Collected data:
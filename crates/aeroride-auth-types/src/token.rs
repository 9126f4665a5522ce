//! Session JWT validation and (feature `issuer`) minting.

use jsonwebtoken::{DecodingKey, Validation, decode};
use serde::{Deserialize, Serialize};
use uuid::Uuid;

use aeroride_domain::id::UserId;
use aeroride_domain::user::UserRole;

/// Identity extracted from a validated token.
#[derive(Debug, Clone, PartialEq, Eq)]
pub struct TokenInfo {
    pub user_id: UserId,
    pub role: UserRole,
    /// Whether the session was opened with "remember me".
    pub remember: bool,
    /// Expiry, seconds since UNIX epoch.
    pub exp: u64,
}

#[derive(Debug, thiserror::Error)]
pub enum AuthError {
    #[error("invalid signature")]
    InvalidSignature,
    #[error("token expired")]
    Expired,
    #[error("malformed token")]
    Malformed,
    #[error("wrong token kind")]
    WrongKind,
}

/// Access tokens authorize requests; refresh tokens only rotate the pair.
#[derive(Debug, Clone, Copy, PartialEq, Eq, Serialize, Deserialize)]
#[serde(rename_all = "snake_case")]
pub enum TokenKind {
    Access,
    Refresh,
}

/// JWT claims payload.
///
/// | Field  | Meaning |
/// |--------|---------|
/// | `sub`  | user id (UUID string) |
/// | `role` | [`UserRole`] wire value (`u8`) |
/// | `kind` | [`TokenKind`] |
/// | `remember` | persistent session cookies requested at sign-in |
/// | `exp`  | expiry, seconds since epoch |
///
/// `Serialize` is only derived for the `issuer` feature: the auth service
/// is the sole token minter.
#[derive(Debug, Deserialize)]
#[cfg_attr(any(feature = "issuer", test), derive(Serialize))]
pub struct JwtClaims {
    pub sub: String,
    pub role: u8,
    pub kind: TokenKind,
    #[serde(default)]
    pub remember: bool,
    pub exp: u64,
}

/// HS256, `exp` enforced with the library's default 60s leeway.
fn decode_jwt(token: &str, secret: &str) -> Result<JwtClaims, AuthError> {
    let mut validation = Validation::new(jsonwebtoken::Algorithm::HS256);
    validation.validate_exp = true;
    validation.required_spec_claims.clear();
    validation.set_required_spec_claims(&["exp", "sub"]);

    let data = decode::<JwtClaims>(
        token,
        &DecodingKey::from_secret(secret.as_bytes()),
        &validation,
    )
    .map_err(|e| match e.kind() {
        jsonwebtoken::errors::ErrorKind::ExpiredSignature => AuthError::Expired,
        jsonwebtoken::errors::ErrorKind::InvalidSignature => AuthError::InvalidSignature,
        _ => AuthError::Malformed,
    })?;

    Ok(data.claims)
}

fn validate_kind(token: &str, secret: &str, kind: TokenKind) -> Result<TokenInfo, AuthError> {
    let claims = decode_jwt(token, secret)?;
    if claims.kind != kind {
        return Err(AuthError::WrongKind);
    }
    let user_id = claims
        .sub
        .parse::<Uuid>()
        .map_err(|_| AuthError::Malformed)?;
    let role = UserRole::from_u8(claims.role).ok_or(AuthError::Malformed)?;
    Ok(TokenInfo {
        user_id: UserId::from(user_id),
        role,
        remember: claims.remember,
        exp: claims.exp,
    })
}

/// Validate an access token. Every service calls this per request.
pub fn validate_access_token(token: &str, secret: &str) -> Result<TokenInfo, AuthError> {
    validate_kind(token, secret, TokenKind::Access)
}

#[cfg(any(feature = "issuer", test))]
pub use issue::{IssuedToken, TokenSubject, issue_token, validate_refresh_token};

#[cfg(any(feature = "issuer", test))]
mod issue {
    use std::time::{SystemTime, UNIX_EPOCH};

    use jsonwebtoken::{EncodingKey, Header, encode};

    use super::*;
    use crate::cookie::{ACCESS_TOKEN_EXP, REFRESH_TOKEN_EXP};

    #[derive(Debug, Clone)]
    pub struct IssuedToken {
        pub token: String,
        pub exp: u64,
    }

    fn now_secs() -> u64 {
        SystemTime::now()
            .duration_since(UNIX_EPOCH)
            .unwrap_or_default()
            .as_secs()
    }

    /// Who a token is minted for.
    #[derive(Debug, Clone, Copy)]
    pub struct TokenSubject {
        pub user_id: UserId,
        pub role: UserRole,
        pub remember: bool,
    }

    /// Sign a token of `kind`. Lifetime: 4h access, 7d refresh.
    pub fn issue_token(
        subject: &TokenSubject,
        kind: TokenKind,
        secret: &str,
    ) -> Result<IssuedToken, jsonwebtoken::errors::Error> {
        let ttl = match kind {
            TokenKind::Access => ACCESS_TOKEN_EXP,
            TokenKind::Refresh => REFRESH_TOKEN_EXP,
        };
        let exp = now_secs() + ttl;
        let claims = JwtClaims {
            sub: subject.user_id.to_string(),
            role: subject.role.as_u8(),
            kind,
            remember: subject.remember,
            exp,
        };
        let token = encode(
            &Header::default(),
            &claims,
            &EncodingKey::from_secret(secret.as_bytes()),
        )?;
        Ok(IssuedToken { token, exp })
    }

    /// Validate a refresh token. Only the auth service's rotation flow needs it.
    pub fn validate_refresh_token(token: &str, secret: &str) -> Result<TokenInfo, AuthError> {
        validate_kind(token, secret, TokenKind::Refresh)
    }
}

What the task requires:
Some lines of the records above contain the word "Debug". How many are there? Reply with the number alone.

Response to this exercise:
6